ReturnBear is taking a page from Amazon, which allows customers to bring returns to participating Whole Foods or brick-and-mortar Amazon Fresh locations to instantly receive their refund.

“The hub-and-spoke model doesn't extend for when the things need to come back,” she said.

Instead, ReturnBear’s model requires some customer-facing retail presence, whether inside another store or as a standalone space that can also double as a processing facility. By returning the product in person, the customer is effectively replacing the role that a last-mile delivery driver plays in traditional logistics, Ng said. 
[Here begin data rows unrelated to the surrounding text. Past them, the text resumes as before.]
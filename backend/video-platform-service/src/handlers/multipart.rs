/// Multipart form reading with files spooled to local disk
use crate::error::{AppError, Result};
use actix_multipart::Multipart;
use actix_web::http::header::{self, ContentDisposition};
use futures_util::StreamExt;
use std::collections::HashMap;
use std::path::{Path, PathBuf};
use tokio::io::AsyncWriteExt;
use uuid::Uuid;

/// Largest accepted text field, in bytes
const MAX_TEXT_FIELD_BYTES: usize = 64 * 1024;

/// A file written to the upload directory. The file is removed on drop unless
/// something else (the uploader) already removed it.
#[derive(Debug)]
pub struct SpooledFile {
    path: PathBuf,
}

impl SpooledFile {
    pub fn path(&self) -> &Path {
        &self.path
    }
}

impl Drop for SpooledFile {
    fn drop(&mut self) {
        match std::fs::remove_file(&self.path) {
            Ok(()) => tracing::debug!(path = %self.path.display(), "removed spooled upload"),
            Err(e) if e.kind() == std::io::ErrorKind::NotFound => {}
            Err(e) => {
                tracing::warn!(path = %self.path.display(), error = %e, "failed to remove spooled upload")
            }
        }
    }
}

/// Text fields and spooled files of one multipart request
#[derive(Debug, Default)]
pub struct MultipartForm {
    texts: HashMap<String, String>,
    files: HashMap<String, SpooledFile>,
}

impl MultipartForm {
    pub fn text(&self, name: &str) -> Option<&str> {
        self.texts.get(name).map(String::as_str)
    }

    pub fn file(&self, name: &str) -> Option<&SpooledFile> {
        self.files.get(name)
    }
}

fn field_name(headers: &header::HeaderMap) -> Option<(String, Option<String>)> {
    let raw = headers.get(header::CONTENT_DISPOSITION)?;
    let disposition = ContentDisposition::from_raw(raw).ok()?;
    let name = disposition.get_name()?.to_string();
    Some((name, disposition.get_filename().map(str::to_owned)))
}

fn extension(filename: Option<&str>) -> String {
    filename
        .and_then(|f| Path::new(f).extension())
        .and_then(|e| e.to_str())
        .filter(|e| e.len() <= 8 && e.chars().all(|c| c.is_ascii_alphanumeric()))
        .map(|e| format!(".{}", e.to_ascii_lowercase()))
        .unwrap_or_default()
}

/// Read the whole form. Fields named in `file_fields` are streamed to `upload_dir`,
/// each at most `max_file_bytes` long; every other field is read as UTF-8 text.
/// Unnamed parts are skipped.
pub async fn read_form(
    mut payload: Multipart,
    upload_dir: &Path,
    file_fields: &[&str],
    max_file_bytes: u64,
) -> Result<MultipartForm> {
    let mut form = MultipartForm::default();

    while let Some(item) = payload.next().await {
        let mut field =
            item.map_err(|e| AppError::validation(format!("Malformed multipart body: {e}")))?;
        let Some((name, filename)) = field_name(field.headers()) else {
            continue;
        };

        if file_fields.contains(&name.as_str()) {
            tokio::fs::create_dir_all(upload_dir)
                .await
                .map_err(|e| AppError::Internal(e.into()))?;
            let path = upload_dir.join(format!(
                "{}{}",
                Uuid::new_v4(),
                extension(filename.as_deref())
            ));
            // Registered before writing so a failed write is still cleaned up.
            let spooled = SpooledFile { path: path.clone() };

            let mut file = tokio::fs::File::create(&path)
                .await
                .map_err(|e| AppError::Internal(e.into()))?;
            let mut written: u64 = 0;
            while let Some(chunk) = field.next().await {
                let chunk = chunk
                    .map_err(|e| AppError::validation(format!("Malformed multipart body: {e}")))?;
                written += chunk.len() as u64;
                if written > max_file_bytes {
                    return Err(AppError::validation(format!(
                        "File {name} exceeds the {max_file_bytes} byte limit"
                    )));
                }
                file.write_all(&chunk)
                    .await
                    .map_err(|e| AppError::Internal(e.into()))?;
            }
            file.flush()
                .await
                .map_err(|e| AppError::Internal(e.into()))?;

            form.files.insert(name, spooled);
        } else {
            let mut bytes = Vec::new();
            while let Some(chunk) = field.next().await {
                let chunk = chunk
                    .map_err(|e| AppError::validation(format!("Malformed multipart body: {e}")))?;
                if bytes.len() + chunk.len() > MAX_TEXT_FIELD_BYTES {
                    return Err(AppError::validation(format!("Field {name} is too large")));
                }
                bytes.extend_from_slice(&chunk);
            }
            let text = String::from_utf8(bytes)
                .map_err(|_| AppError::validation(format!("Field {name} must be UTF-8 text")))?;
            form.texts.insert(name, text);
        }
    }

    Ok(form)
}
/// Health endpoints for orchestration liveness and readiness checks
use crate::state::AppState;
use actix_web::{web, HttpResponse};
use chrono::Utc;
use serde::Serialize;
use std::time::Instant;

const SERVICE_NAME: &str = "video-platform-service";

#[derive(Debug, Serialize)]
#[serde(rename_all = "lowercase")]
pub enum ComponentStatus {
    Healthy,
    Unhealthy,
}

#[derive(Debug, Serialize)]
pub struct ComponentCheck {
    pub status: ComponentStatus,
    pub message: String,
    pub latency_ms: u64,
}

#[derive(Debug, Serialize)]
pub struct ReadinessResponse {
    pub ready: bool,
    pub postgresql: ComponentCheck,
    pub timestamp: String,
}

async fn check_postgres(state: &AppState) -> Result<(), sqlx::Error> {
    sqlx::query("SELECT 1")
        .fetch_one(&state.db)
        .await
        .map(|_| ())
}

pub async fn health_summary(state: web::Data<AppState>) -> HttpResponse {
    match check_postgres(&state).await {
        Ok(_) => HttpResponse::Ok().json(serde_json::json!({
            "status": "ok",
            "service": SERVICE_NAME,
            "version": env!("CARGO_PKG_VERSION")
        })),
        Err(e) => HttpResponse::ServiceUnavailable().json(serde_json::json!({
            "status": "unhealthy",
            "error": format!("PostgreSQL connection failed: {}", e),
            "service": SERVICE_NAME
        })),
    }
}

pub async fn readiness_check(state: web::Data<AppState>) -> HttpResponse {
    let start = Instant::now();
    let result = check_postgres(&state).await;
    let latency_ms = start.elapsed().as_millis() as u64;

    let (ready, postgresql) = match result {
        Ok(_) => (
            true,
            ComponentCheck {
                status: ComponentStatus::Healthy,
                message: "PostgreSQL connection successful".to_string(),
                latency_ms,
            },
        ),
        Err(e) => (
            false,
            ComponentCheck {
                status: ComponentStatus::Unhealthy,
                message: format!("PostgreSQL connection failed: {}", e),
                latency_ms,
            },
        ),
    };

    let response = ReadinessResponse {
        ready,
        postgresql,
        timestamp: Utc::now().to_rfc3339(),
    };

    if ready {
        HttpResponse::Ok().json(response)
    } else {
        HttpResponse::ServiceUnavailable().json(response)
    }
}

pub async fn liveness_check() -> HttpResponse {
    HttpResponse::Ok().json(serde_json::json!({"alive": true}))
}
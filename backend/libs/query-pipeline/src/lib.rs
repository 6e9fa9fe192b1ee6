//! Aggregation pipelines over relational collections
//!
//! Resource listings in the video platform are described as ordered stages
//! (match, lookup, shape, sort) against a declared collection schema and compiled
//! into a single PostgreSQL statement that returns `jsonb` documents.
//!
//! # Modules
//!
//! - `schema`: collection and field declarations, including which fields are public
//! - `stage`: the pipeline builder and its stage types
//! - `compile`: translation of a pipeline into SQL with bound parameters
//! - `pagination`: page/limit normalization, page metadata and labelled output
//! - `execute`: running pipelines against a `PgPool`
//!
//! # Example
//!
//! ```rust,ignore
//! let pipeline = Pipeline::new(&COMMENTS)
//!     .match_eq("video", video_id)
//!     .lookup(Lookup::new(&USERS, "owner", "_id", "owner").project(&["_id", "username"]))
//!     .shape("owner", Reduce::First)
//!     .sort(Sort::descending("createdAt"));
//!
//! let page = aggregate_paginate(&pool, &pipeline, PageRequest::default()).await?;
//! ```
pub mod compile;
pub mod error;
pub mod execute;
pub mod pagination;
pub mod schema;
pub mod stage;

pub use compile::Window;
pub use error::PipelineError;
pub use execute::{aggregate, aggregate_paginate};
pub use pagination::{PageLabels, PageMeta, PageQuery, PageRequest, Paginated};
pub use schema::{CollectionSchema, Exposure, FieldDef};
pub use stage::{Direction, Lookup, Pipeline, Predicate, Reduce, Sort, Stage, Value};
From there, the product begins a choose-your-own-adventure journey, starting with inspection. For ReturnBear, that means examining the item for defects and moving it into a specific workflow depending on whether it just needs to be ironed or dry cleaned, repaired or recycled. 

If the product is to get a second life, it is prepared for resale at the initial drop-off facility or at a nearby hub. If the clothing can be sold as new, it can stay at the facility and retailers can incorporate that inventory into their own forward logistics chain for when it is resold. That route also reduces the environmental impact of the return, a big component for reverse logistics providers.

“The magic comes into play when we're actually able to forward to the next consumer without having to actually batch ship that whole shipment back to a centralized warehouse for that brand,” Ng said. “That way, we're almost eliminating emissions by 40%.”

It also cuts down on shipping costs, especially for international retailers whose primary warehouses could be across an ocean. 

Addressing the issues of sustainability and cost is crucial to growing reverse logistics as an industry, Autry said.

“Until businesses begin to see this as a way of being more competitive versus just a cost producer, which I think we're still a generation of executives away from, it's never going to be treated with the respect it probably deserves,” he said.